The Ryerson Image Centre may be mandated to focus on the visual, but you will hear the boom of Martin Luther King Jr.’s voice echo through the gallery several times during a visit to the exhibition “Human Rights Human Wrongs.”
The audio accompanies more than 300 disturbing and poignant photographs of political and social struggles, mainly taken in the latter half of the 20th century and drawn from the RIC’s Black Star collection of news photographs.
Curated by Autograph ABP director Mark Sealy, who is focused on the representation of identity politics, human rights, and violence in photography, “Human Rights Human Wrongs” demonstrates sensitivity towards the power hierarchies that inform representation.
The exhibition investigates photography as a beholder and agent of change, recognizing that while photographs are indices of reality, they are not neutral.
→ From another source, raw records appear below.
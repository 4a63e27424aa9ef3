//! Group and target tracking for the group modes
//!
//! The mode's sequence is cut into groups. Within a group values are spawned in
//! order and must be destroyed in order: the target is always the head of the
//! remaining list.

use std::collections::VecDeque;

use super::error::LevelError;
use super::mode::GameMode;

/// What happened when the current group was closed
#[derive(Debug, Clone, Copy, PartialEq, Eq)]
pub enum GroupAdvance {
    /// The next group is loaded
    Next,
    /// That was the last group
    Finished,
}

#[derive(Debug, Clone)]
pub struct GroupTracker {
    mode: GameMode,
    groups: Vec<Vec<String>>,
    index: usize,
    to_spawn: VecDeque<String>,
    remaining: Vec<String>,
    spawned: usize,
    destroyed: usize,
    /// Destroyed in groups already closed
    total_destroyed: usize,
}

impl GroupTracker {
    pub fn new(mode: GameMode, sequence: Vec<String>, group_size: usize) -> Result<Self, LevelError> {
        if group_size == 0 {
            return Err(LevelError::InvalidGroupSize(group_size));
        }
        if sequence.is_empty() {
            return Err(LevelError::EmptySequence { mode });
        }
        let groups: Vec<Vec<String>> = sequence.chunks(group_size).map(<[String]>::to_vec).collect();

        let mut tracker = Self {
            mode,
            groups,
            index: 0,
            to_spawn: VecDeque::new(),
            remaining: Vec::new(),
            spawned: 0,
            destroyed: 0,
            total_destroyed: 0,
        };
        tracker.load_group()?;
        Ok(tracker)
    }

    /// Current target: head of the remaining list
    pub fn target(&self) -> Option<&str> {
        self.remaining.first().map(String::as_str)
    }

    pub fn is_target(&self, value: &str) -> bool {
        self.target() == Some(value)
    }

    /// Next value to spawn, if the group still has queued ones
    pub fn next_spawn(&mut self) -> Option<String> {
        let value = self.to_spawn.pop_front()?;
        self.spawned += 1;
        Some(value)
    }

    pub fn record_destroyed(&mut self, value: &str) {
        self.destroyed += 1;
        if let Some(pos) = self.remaining.iter().position(|v| v == value) {
            self.remaining.remove(pos);
        }
    }

    /// Screen, spawn queue and target list are all empty
    pub fn is_group_complete(&self, on_screen: usize) -> bool {
        on_screen == 0 && self.to_spawn.is_empty() && self.remaining.is_empty()
    }

    /// Close the current group and load the next one
    pub fn advance(&mut self) -> Result<GroupAdvance, LevelError> {
        self.total_destroyed += self.destroyed;
        self.index += 1;
        if self.index >= self.groups.len() {
            self.destroyed = 0;
            return Ok(GroupAdvance::Finished);
        }
        self.load_group()?;
        Ok(GroupAdvance::Next)
    }

    /// Destructions across the whole run
    pub fn overall_destroyed(&self) -> usize {
        self.total_destroyed + self.destroyed
    }

    pub fn group_index(&self) -> usize {
        self.index
    }

    pub fn group_count(&self) -> usize {
        self.groups.len()
    }

    pub fn remaining(&self) -> &[String] {
        &self.remaining
    }

    pub fn pending_spawns(&self) -> usize {
        self.to_spawn.len()
    }

    pub fn spawned(&self) -> usize {
        self.spawned
    }

    /// Number of values across all groups
    pub fn total_values(&self) -> usize {
        self.groups.iter().map(Vec::len).sum()
    }

    fn load_group(&mut self) -> Result<(), LevelError> {
        let group = &self.groups[self.index];
        if group.is_empty() {
            return Err(LevelError::EmptyGroup {
                mode: self.mode,
                index: self.index,
            });
        }
        self.to_spawn = group.iter().cloned().collect();
        self.remaining = group.clone();
        self.spawned = 0;
        self.destroyed = 0;
        log::info!(
            "Group {}/{} of {}: {:?}",
            self.index + 1,
            self.groups.len(),
            self.mode.as_str(),
            self.remaining
        );
        Ok(())
    }
}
Photographs represent a perception of a particular reality and thus, photographs can both sanctify and undermine humanitarian objectives.
At first, Sealy’s chosen methods of display—tightly crammed photographs and limited wall text—seem to beg the viewer to revert to the usual processes of consuming tragedy: scan the photograph, imbue it with an easy dichotomy of good and evil, and move on.
It is this facile consumption of human-rights struggles that the exhibition seeks to subvert—and ultimately succeeds in this subversion. Thanks to skillful positioning by Sealy, each photograph is obliged to engage in a dialogue with its neighbor; in this way, the crammed display format becomes a means not of passive viewing, but of active exchange.
For instance, Japan Cruelties, dated 1904/1905 and by UK photojournalist Jimmy Hare, shows a Chinese prisoner being tortured by a Japanese soldier. The photo’s caption inscription denounces the “sadistic” nature of the Japanese army. Beside it hangs Rhodesia, dated 1896 and by an unknown photographer. This shows rebels of the Matabele nation who have been captured by British South Africa Company troops. Through the clever arrangement of these photographs, the “savage other” is revealed in the Western “self.”
Another refreshing pairing: François Sully’s photograph Vietnam. North Vietnamese, circa 1963, showing Vietnamese female soldiers saluting, and David Rubinger’s photograph of Israeli female soldiers marching in the street in 1963. Contrary to the typical visual culture of war, nationalism and the force of the military are personified in these images by the female (rather than male) body.
It is certainly interesting, and at times uncanny, to view these photographs with the luxury of 21st-century hindsight. Images of fallen soldiers and civil unrest in colonial Tunisia and Morocco seem like they could have been taken yesterday elsewhere in the Middle East. Indeed, the idea of interconnectedness between different human-rights struggles is emphasized in this show as take-away cards in the exhibit highlight certain photographs and their temporal relationship to other human-rights violations and achievements.
As you walk through the exhibition, you come to realize that the photographer’s role in documenting struggle and conflict is both as a witness and as a bystander. These photographers are the Weegees of human rights.
For instance, in one of the first images of the exhibit, Poland WWII, Warsaw (circa 1940, by an unknown photographer), we see an emaciated corpse lying on the street, with passersby seemingly aloof. Montgomery by Charles Moore, taken around 1960, shows white men about to beat two African American women; others in the background simply observe, some in terror and others with sly smirks. Several of the other photographs on display show people in the final moments of their lives.
Given the intensity of such images, questions emerge: What is the role of the photographer in capturing such images? Is photography a form of activism or objective reportage? Does the photographer have a responsibility to intervene? You are urged to decide on your own.
One of the more striking images of the exhibit, an untitled shot taken in 1967 Vietnam by Max Scheler, shows a soldier lounging with a Vietnamese woman while she gazes out remotely in quiet contemplation. Looking at this image, I was reminded of 19th-century Orientalist paintings of women in the harem or the baths—images in which “exotic,” languid women are presented for the pleasure of Western males. This photograph seemed to capture that imagistic power dynamic playing out in real life.
“Human Rights Human Wrongs” certainly injects our Third-World-tragedy voyeurism with critical thinking. The exhibit is more about what photographs say in relation and in opposition to each other, rather than how they act as historical records.